Qu’en est-il en matière de religion?
L’application des principes est la même. Dans une première affaire rendue par la CJUE, une femme avait été engagée comme réceptionniste dans une entreprise de sécurité, donc en contact direct avec la clientèle. Cette dernière au cours de l’exécution de son contrat de travail avait décidé de porter le voile. Elle s’est vue notifier son licenciement et a porté son affaire en justice. La Cour de justice a été saisie de la question de savoir si l’interdiction de porter un foulard islamique, qui découle d’une règle interne générale d’une entreprise privée, constituait une discrimination directe.
La Cour a rappelé en suivant les critères précédemment énoncés, que la règle interne n’instaurait pas de différence de traitement directement fondée sur la religion ou sur les convictions religieuses et que quand bien même une telle différence de traitement ne serait pas constitutive d’une discrimination indirecte si elle était justifiée par un objectif légitime et si les moyens de réaliser cet objectif étaient appropriés et nécessaires.
Pour la Cour, la volonté d’un employeur d’afficher une image de neutralité vis-à-vis de ses clients est légitime, notamment lorsque sont impliqués des travailleurs qui entrent en contact avec les clients. L’interdiction du port du voile est apte à assurer la bonne application d’une politique de neutralité.

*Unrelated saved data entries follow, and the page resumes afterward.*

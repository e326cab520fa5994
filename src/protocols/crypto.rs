//! Curve-v2-style crypto pool with `uint256` coin indices and a dynamic fee.
//!
//! Coins trade around a per-coin *price scale* folded into the
//! normalising rate.  The fee slides between `mid_fee` for a balanced pool
//! and `out_fee` for an unbalanced one:
//!
//! ```text
//! K   = Π (N · x_k / Σx)                      (1e18 = balanced)
//! f   = fee_gamma / (fee_gamma + 1 − K)
//! fee = mid_fee · f + out_fee · (1 − f)
//! ```
//!
//! `get_dy` evaluates the fee at the balances before the trade while
//! `exchange` evaluates it at the balances after, so the view overstates
//! what settlement pays by up to `out_fee − mid_fee`.

use alloy_primitives::{Address, U256};
use tracing::debug;

use super::stableswap::{StableSwapCore, FEE_DENOMINATOR, PRECISION};
use super::CoinList;
use crate::domain::{Amount, Token};
use crate::error::{AdapterError, Result};
use crate::host::{Chain, Ledger};
use crate::math::{add, div, mul, mul_div, sub};

/// Fee parameters of a [`CryptoPool`].
#[derive(Debug, Clone, Copy, PartialEq, Eq)]
pub struct CryptoFees {
    /// Fee for a perfectly balanced pool, 1e10 units.
    pub mid_fee: u64,
    /// Fee for a maximally unbalanced pool, 1e10 units.
    pub out_fee: u64,
    /// Steepness of the transition, 1e18 units.
    pub fee_gamma: u128,
}

/// A dynamic-fee pool addressed by unsigned 256-bit coin index.
#[derive(Debug, Clone)]
pub struct CryptoPool {
    address: Address,
    core: StableSwapCore,
    fees: CryptoFees,
}

fn index(i: U256) -> Result<usize> {
    if i > U256::from(u32::MAX) {
        return Err(AdapterError::TokenIndexOutOfRange);
    }
    usize::try_from(i.as_limbs()[0]).map_err(|_| AdapterError::TokenIndexOutOfRange)
}

impl CryptoPool {
    /// Creates a pool over `tokens`, each with a price scale (1e18 units,
    /// in terms of coin 0) and amplification `amp`.
    ///
    /// # Errors
    ///
    /// Returns [`AdapterError::InvalidConfiguration`] if the price scale
    /// list length differs from the coin count, fees are out of order or
    /// reach 100%, `fee_gamma` is zero, or any core parameter is invalid.
    pub fn new(
        address: Address,
        tokens: &[Token],
        price_scale: &[u128],
        amp: u64,
        fees: CryptoFees,
    ) -> Result<Self> {
        if price_scale.len() != tokens.len() {
            return Err(AdapterError::InvalidConfiguration(
                "one price scale per coin required",
            ));
        }
        if fees.mid_fee > fees.out_fee || fees.out_fee >= FEE_DENOMINATOR {
            return Err(AdapterError::InvalidConfiguration(
                "fees must satisfy mid <= out < 100%",
            ));
        }
        if fees.fee_gamma == 0 {
            return Err(AdapterError::InvalidConfiguration("fee_gamma must be non-zero"));
        }
        let rates = tokens
            .iter()
            .zip(price_scale)
            .map(|(t, p)| {
                mul(
                    U256::from(t.decimals().precision_multiplier()),
                    U256::from(*p),
                    "rate overflow",
                )
            })
            .collect::<Result<Vec<_>>>()?;
        Ok(Self {
            address,
            core: StableSwapCore::with_rates(tokens, rates, amp)?,
            fees,
        })
    }

    /// Deploys a pool on `chain`.
    ///
    /// # Errors
    ///
    /// Same as [`CryptoPool::new`].
    pub fn deploy(
        chain: &mut Chain,
        tokens: &[Token],
        price_scale: &[u128],
        amp: u64,
        fees: CryptoFees,
    ) -> Result<Address> {
        chain.deploy(|address, _| Self::new(address, tokens, price_scale, amp, fees))
    }

    /// Own address.
    #[must_use]
    pub const fn address(&self) -> Address {
        self.address
    }

    /// Coin at index `i`.
    ///
    /// # Errors
    ///
    /// Returns [`AdapterError::TokenIndexOutOfRange`] past the last coin.
    pub fn coins(&self, i: U256) -> Result<Address> {
        self.core.coin(index(i)?)
    }

    /// Fee parameters.
    #[must_use]
    pub const fn fees(&self) -> CryptoFees {
        self.fees
    }

    /// Current fee in 1e10 units, at the pool's present balances.
    ///
    /// # Errors
    ///
    /// Returns arithmetic errors only.
    pub fn fee(&self) -> Result<u64> {
        self.fee_at(&self.core.xp()?)
    }

    fn fee_at(&self, xp: &[U256]) -> Result<u64> {
        let one = U256::from(PRECISION);
        let n = U256::from(xp.len());
        let sum = xp
            .iter()
            .try_fold(U256::ZERO, |acc, x| add(acc, *x, "fee: sum overflow"))?;
        if sum.is_zero() {
            return Ok(self.fees.mid_fee);
        }
        let mut k = one;
        for x in xp {
            k = div(mul(mul(k, n, "fee: K overflow")?, *x, "fee: K overflow")?, sum)?;
        }
        // K only reaches 1e18 at perfect balance; rounding can nudge it past
        let k = k.min(one);
        let gamma = U256::from(self.fees.fee_gamma);
        let f = mul_div(
            gamma,
            one,
            add(gamma, sub(one, k, "fee: K underflow")?, "fee: gamma overflow")?,
            "fee: f overflow",
        )?;
        let fee = div(
            add(
                mul(U256::from(self.fees.mid_fee), f, "fee: mid overflow")?,
                mul(
                    U256::from(self.fees.out_fee),
                    sub(one, f, "fee: f underflow")?,
                    "fee: out overflow",
                )?,
                "fee: blend overflow",
            )?,
            one,
        )?;
        // bounded by out_fee, which fits in u64
        Ok(fee.as_limbs()[0])
    }

    /// Output of exchanging `dx` of coin `i` for coin `j`, using the fee at
    /// the current balances.
    ///
    /// # Errors
    ///
    /// Returns index, liquidity and solver errors.
    pub fn get_dy(&self, ledger: &Ledger, i: U256, j: U256, dx: Amount) -> Result<Amount> {
        let (i, j) = (index(i)?, index(j)?);
        if dx.is_zero() {
            self.core.coin(i)?;
            self.core.coin(j)?;
            return Ok(Amount::ZERO);
        }
        let raw = self.core.price(ledger, i, j, dx)?;
        let fee = self.fee_at(&raw.xp_before)?;
        self.core.to_raw_after_fee(j, raw.dy_xp, fee)
    }

    /// Exchanges `dx` of coin `i` held by `caller` for coin `j`, paid to
    /// `caller`, with the fee evaluated at the post-trade balances.
    ///
    /// # Errors
    ///
    /// - [`AdapterError::InsufficientOutput`] below `min_dy`.
    /// - Index, liquidity and ledger errors.
    pub fn exchange(
        &mut self,
        ledger: &mut Ledger,
        caller: Address,
        (i, j): (U256, U256),
        dx: Amount,
        min_dy: Amount,
    ) -> Result<Amount> {
        let (i, j) = (index(i)?, index(j)?);
        if dx.is_zero() {
            return Err(AdapterError::InvalidAmount("cannot exchange zero"));
        }
        let raw = self.core.price(ledger, i, j, dx)?;
        let fee = self.fee_at(&raw.xp_after)?;
        let dy = self.core.to_raw_after_fee(j, raw.dy_xp, fee)?;
        if dy < min_dy {
            return Err(AdapterError::InsufficientOutput {
                amount_out: dy,
                min_out: min_dy,
            });
        }
        let pool = self.address;
        self.core.settle(ledger, pool, caller, (i, dx), (j, dy))?;
        debug!(%pool, i, j, %dx, %dy, fee, "crypto exchange");
        Ok(dy)
    }

    /// Deposits one amount per coin from `provider`.
    ///
    /// # Errors
    ///
    /// See [`StableSwapCore::add_liquidity`].
    pub fn add_liquidity(
        &mut self,
        ledger: &mut Ledger,
        provider: Address,
        amounts: &[Amount],
    ) -> Result<()> {
        let pool = self.address;
        self.core.add_liquidity(ledger, pool, provider, amounts)
    }
}

impl CoinList for CryptoPool {
    fn coin_at(&self, index: usize) -> Result<Address> {
        self.core.coin(index)
    }
}

#[cfg(test)]
#[allow(clippy::panic)]
mod tests {
    use super::*;

    const FEES: CryptoFees = CryptoFees {
        mid_fee: 5_000_000,
        out_fee: 8_000_000,
        fee_gamma: 10_000_000_000_000_000,
    };

    fn setup() -> (Chain, Address, Vec<Token>) {
        let mut chain = Chain::new();
        let mut tokens = Vec::new();
        for (sym, dec) in [("USDT", 6u8), ("WBTC", 8), ("WETH", 18)] {
            let Ok(t) = chain.create_token(sym, dec) else {
                panic!("token");
            };
            tokens.push(t);
        }
        // USDT = 1, WBTC = 30 000, WETH = 2 000
        let scale = [PRECISION, 30_000 * PRECISION, 2_000 * PRECISION];
        let Ok(pool) = CryptoPool::deploy(&mut chain, &tokens, &scale, 1_000, FEES) else {
            panic!("pool");
        };
        let lp = chain.create_account();
        let amounts = [
            Amount::new(tokens[0].parse_units(30_000_000)),
            Amount::new(tokens[1].parse_units(1_000)),
            Amount::new(tokens[2].parse_units(15_000)),
        ];
        for (t, a) in tokens.iter().zip(&amounts) {
            let Ok(()) = chain.ledger_mut().mint(t.address(), lp, *a) else {
                panic!("mint");
            };
        }
        let Ok(()) = chain.call_mut::<CryptoPool, _, _>(pool, |p, l| p.add_liquidity(l, lp, &amounts))
        else {
            panic!("liquidity");
        };
        (chain, pool, tokens)
    }

    #[test]
    fn balanced_pool_charges_mid_fee() {
        let (chain, pool, _) = setup();
        let Ok(fee) = chain.call::<CryptoPool, _, _>(pool, |p, _| p.fee()) else {
            panic!("fee");
        };
        assert_eq!(fee, FEES.mid_fee);
    }

    #[test]
    fn view_overstates_settlement_by_less_than_four_bp() {
        let (mut chain, pool, tokens) = setup();
        let trader = chain.create_account();
        let dx = Amount::new(tokens[0].parse_units(500_000));
        let Ok(()) = chain.ledger_mut().mint(tokens[0].address(), trader, dx) else {
            panic!("mint");
        };
        let (zero, one) = (U256::ZERO, U256::from(1u8));
        let Ok(view) = chain.call::<CryptoPool, _, _>(pool, |p, l| p.get_dy(l, zero, one, dx)) else {
            panic!("get_dy");
        };
        let Ok(paid) = chain.call_mut::<CryptoPool, _, _>(pool, |p, l| {
            p.exchange(l, trader, (zero, one), dx, Amount::ZERO)
        }) else {
            panic!("exchange");
        };
        assert!(paid < view);
        assert!(paid.get() >= view.get() / 10_000 * 9_996);
    }

    #[test]
    fn huge_index_rejected() {
        let (chain, pool, _) = setup();
        let Ok(pool) = chain.contract::<CryptoPool>(pool) else {
            panic!("pool");
        };
        assert_eq!(pool.coins(U256::MAX), Err(AdapterError::TokenIndexOutOfRange));
        assert_eq!(pool.coins(U256::from(3u8)), Err(AdapterError::TokenIndexOutOfRange));
    }
}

Il en est tout autre dans une seconde affaire aux termes de laquelle la Cour avait relevé que le critère sur lequel se reposait l’employeur pour interdire le port du voile, à savoir le souhait d’un client de ne plus voir ses services assurés par une travailleuse portant un foulard islamique, n’était pas objectif et ne pouvait être considéré comme une exigence professionnelle essentielle et déterminante.